> **WORK REQUEST**
Output all the data exactly.

> **PROVIDED RECORDS**
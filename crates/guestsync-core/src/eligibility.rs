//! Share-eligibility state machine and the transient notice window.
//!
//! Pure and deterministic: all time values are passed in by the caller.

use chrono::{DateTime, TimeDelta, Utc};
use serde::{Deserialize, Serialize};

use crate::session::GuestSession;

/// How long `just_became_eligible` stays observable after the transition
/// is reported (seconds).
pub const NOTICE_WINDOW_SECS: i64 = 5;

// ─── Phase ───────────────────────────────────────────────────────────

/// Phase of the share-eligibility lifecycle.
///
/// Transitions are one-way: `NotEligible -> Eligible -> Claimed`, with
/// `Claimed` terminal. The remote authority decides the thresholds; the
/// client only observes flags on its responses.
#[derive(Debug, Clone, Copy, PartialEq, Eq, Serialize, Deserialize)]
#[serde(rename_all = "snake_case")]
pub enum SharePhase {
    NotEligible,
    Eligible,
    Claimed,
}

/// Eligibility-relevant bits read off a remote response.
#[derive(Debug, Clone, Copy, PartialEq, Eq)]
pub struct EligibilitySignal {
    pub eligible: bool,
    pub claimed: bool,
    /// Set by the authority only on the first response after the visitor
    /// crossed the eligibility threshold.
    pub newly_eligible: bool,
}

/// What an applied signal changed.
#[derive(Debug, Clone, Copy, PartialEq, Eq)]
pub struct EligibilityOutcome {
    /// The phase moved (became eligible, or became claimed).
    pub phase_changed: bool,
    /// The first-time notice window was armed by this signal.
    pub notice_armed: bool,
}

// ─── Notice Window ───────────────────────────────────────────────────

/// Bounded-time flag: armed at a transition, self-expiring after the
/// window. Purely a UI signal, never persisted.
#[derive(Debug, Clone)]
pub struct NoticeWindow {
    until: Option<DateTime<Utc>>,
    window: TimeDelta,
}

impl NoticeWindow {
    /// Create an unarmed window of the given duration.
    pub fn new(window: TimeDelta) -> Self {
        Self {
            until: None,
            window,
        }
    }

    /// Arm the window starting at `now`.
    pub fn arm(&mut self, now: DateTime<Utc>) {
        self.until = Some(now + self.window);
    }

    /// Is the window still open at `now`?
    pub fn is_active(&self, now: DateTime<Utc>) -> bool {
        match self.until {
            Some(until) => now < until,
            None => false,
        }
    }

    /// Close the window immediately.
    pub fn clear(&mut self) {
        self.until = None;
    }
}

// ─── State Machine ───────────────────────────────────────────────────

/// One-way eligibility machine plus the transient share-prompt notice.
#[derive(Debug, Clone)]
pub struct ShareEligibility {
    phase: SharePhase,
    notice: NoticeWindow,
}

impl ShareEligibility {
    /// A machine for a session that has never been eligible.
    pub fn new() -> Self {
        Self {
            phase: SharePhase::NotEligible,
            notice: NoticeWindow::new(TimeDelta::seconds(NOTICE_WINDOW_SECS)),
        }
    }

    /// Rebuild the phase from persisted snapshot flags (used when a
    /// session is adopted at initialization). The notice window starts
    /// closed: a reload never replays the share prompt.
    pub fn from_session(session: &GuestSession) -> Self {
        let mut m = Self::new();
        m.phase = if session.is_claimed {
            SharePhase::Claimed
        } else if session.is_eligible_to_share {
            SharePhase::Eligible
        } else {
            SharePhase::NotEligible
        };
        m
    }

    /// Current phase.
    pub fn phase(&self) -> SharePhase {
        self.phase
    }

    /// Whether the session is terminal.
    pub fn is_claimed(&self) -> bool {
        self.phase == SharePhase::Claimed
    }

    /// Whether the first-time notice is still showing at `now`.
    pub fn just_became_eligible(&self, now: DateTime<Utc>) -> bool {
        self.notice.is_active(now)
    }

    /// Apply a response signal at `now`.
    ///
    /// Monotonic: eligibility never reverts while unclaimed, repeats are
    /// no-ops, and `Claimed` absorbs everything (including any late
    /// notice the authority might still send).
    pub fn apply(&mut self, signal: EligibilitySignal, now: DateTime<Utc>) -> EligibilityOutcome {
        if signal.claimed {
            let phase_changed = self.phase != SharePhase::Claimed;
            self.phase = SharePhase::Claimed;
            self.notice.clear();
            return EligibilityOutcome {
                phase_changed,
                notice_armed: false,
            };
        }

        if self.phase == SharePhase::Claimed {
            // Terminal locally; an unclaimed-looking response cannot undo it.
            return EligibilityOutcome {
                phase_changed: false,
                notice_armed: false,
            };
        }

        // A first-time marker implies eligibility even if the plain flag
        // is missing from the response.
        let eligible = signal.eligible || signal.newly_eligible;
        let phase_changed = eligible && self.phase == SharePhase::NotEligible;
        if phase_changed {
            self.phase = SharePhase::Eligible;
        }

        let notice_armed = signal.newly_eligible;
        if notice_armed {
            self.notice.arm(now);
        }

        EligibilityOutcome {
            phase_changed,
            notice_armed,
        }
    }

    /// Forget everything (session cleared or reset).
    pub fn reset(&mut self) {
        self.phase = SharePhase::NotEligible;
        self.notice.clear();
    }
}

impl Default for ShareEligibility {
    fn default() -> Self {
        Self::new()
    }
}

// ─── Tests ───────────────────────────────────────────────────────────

> **FINISHED EXERCISE**
filename crates/guestsync-core/src/eligibility.rs
//! Share-eligibility state machine and the transient notice window.
//!
//! Pure and deterministic: all time values are passed in by the caller.

use chrono::{DateTime, TimeDelta, Utc};
use serde::{Deserialize, Serialize};

use crate::session::GuestSession;

/// How long `just_became_eligible` stays observable after the transition
/// is reported (seconds).
pub const NOTICE_WINDOW_SECS: i64 = 5;

// ─── Phase ───────────────────────────────────────────────────────────

/// Phase of the share-eligibility lifecycle.
///
/// Transitions are one-way: `NotEligible -> Eligible -> Claimed`, with
/// `Claimed` terminal. The remote authority decides the thresholds; the
/// client only observes flags on its responses.
#[derive(Debug, Clone, Copy, PartialEq, Eq, Serialize, Deserialize)]
#[serde(rename_all = "snake_case")]
pub enum SharePhase {
    NotEligible,
    Eligible,
    Claimed,
}

/// Eligibility-relevant bits read off a remote response.
#[derive(Debug, Clone, Copy, PartialEq, Eq)]
pub struct EligibilitySignal {
    pub eligible: bool,
    pub claimed: bool,
    /// Set by the authority only on the first response after the visitor
    /// crossed the eligibility threshold.
    pub newly_eligible: bool,
}

/// What an applied signal changed.
#[derive(Debug, Clone, Copy, PartialEq, Eq)]
pub struct EligibilityOutcome {
    /// The phase moved (became eligible, or became claimed).
    pub phase_changed: bool,
    /// The first-time notice window was armed by this signal.
    pub notice_armed: bool,
}

// ─── Notice Window ───────────────────────────────────────────────────

/// Bounded-time flag: armed at a transition, self-expiring after the
/// window. Purely a UI signal, never persisted.
#[derive(Debug, Clone)]
pub struct NoticeWindow {
    until: Option<DateTime<Utc>>,
    window: TimeDelta,
}

impl NoticeWindow {
    /// Create an unarmed window of the given duration.
    pub fn new(window: TimeDelta) -> Self {
        Self {
            until: None,
            window,
        }
    }

    /// Arm the window starting at `now`.
    pub fn arm(&mut self, now: DateTime<Utc>) {
        self.until = Some(now + self.window);
    }

    /// Is the window still open at `now`?
    pub fn is_active(&self, now: DateTime<Utc>) -> bool {
        match self.until {
            Some(until) => now < until,
            None => false,
        }
    }

    /// Close the window immediately.
    pub fn clear(&mut self) {
        self.until = None;
    }
}

// ─── State Machine ───────────────────────────────────────────────────

/// One-way eligibility machine plus the transient share-prompt notice.
#[derive(Debug, Clone)]
pub struct ShareEligibility {
    phase: SharePhase,
    notice: NoticeWindow,
}

impl ShareEligibility {
    /// A machine for a session that has never been eligible.
    pub fn new() -> Self {
        Self {
            phase: SharePhase::NotEligible,
            notice: NoticeWindow::new(TimeDelta::seconds(NOTICE_WINDOW_SECS)),
        }
    }

    /// Rebuild the phase from persisted snapshot flags (used when a
    /// session is adopted at initialization). The notice window starts
    /// closed: a reload never replays the share prompt.
    pub fn from_session(session: &GuestSession) -> Self {
        let mut m = Self::new();
        m.phase = if session.is_claimed {
            SharePhase::Claimed
        } else if session.is_eligible_to_share {
            SharePhase::Eligible
        } else {
            SharePhase::NotEligible
        };
        m
    }

    /// Current phase.
    pub fn phase(&self) -> SharePhase {
        self.phase
    }

    /// Whether the session is terminal.
    pub fn is_claimed(&self) -> bool {
        self.phase == SharePhase::Claimed
    }

    /// Whether the first-time notice is still showing at `now`.
    pub fn just_became_eligible(&self, now: DateTime<Utc>) -> bool {
        self.notice.is_active(now)
    }

    /// Apply a response signal at `now`.
    ///
    /// Monotonic: eligibility never reverts while unclaimed, repeats are
    /// no-ops, and `Claimed` absorbs everything (including any late
    /// notice the authority might still send).
    pub fn apply(&mut self, signal: EligibilitySignal, now: DateTime<Utc>) -> EligibilityOutcome {
        if signal.claimed {
            let phase_changed = self.phase != SharePhase::Claimed;
            self.phase = SharePhase::Claimed;
            self.notice.clear();
            return EligibilityOutcome {
                phase_changed,
                notice_armed: false,
            };
        }

        if self.phase == SharePhase::Claimed {
            // Terminal locally; an unclaimed-looking response cannot undo it.
            return EligibilityOutcome {
                phase_changed: false,
                notice_armed: false,
            };
        }

        // A first-time marker implies eligibility even if the plain flag
        // is missing from the response.
        let eligible = signal.eligible || signal.newly_eligible;
        let phase_changed = eligible && self.phase == SharePhase::NotEligible;
        if phase_changed {
            self.phase = SharePhase::Eligible;
        }

        let notice_armed = signal.newly_eligible;
        if notice_armed {
            self.notice.arm(now);
        }

        EligibilityOutcome {
            phase_changed,
            notice_armed,
        }
    }

    /// Forget everything (session cleared or reset).
    pub fn reset(&mut self) {
        self.phase = SharePhase::NotEligible;
        self.notice.clear();
    }
}

impl Default for ShareEligibility {
    fn default() -> Self {
        Self::new()
    }
}

// ─── Tests ───────────────────────────────────────────────────────────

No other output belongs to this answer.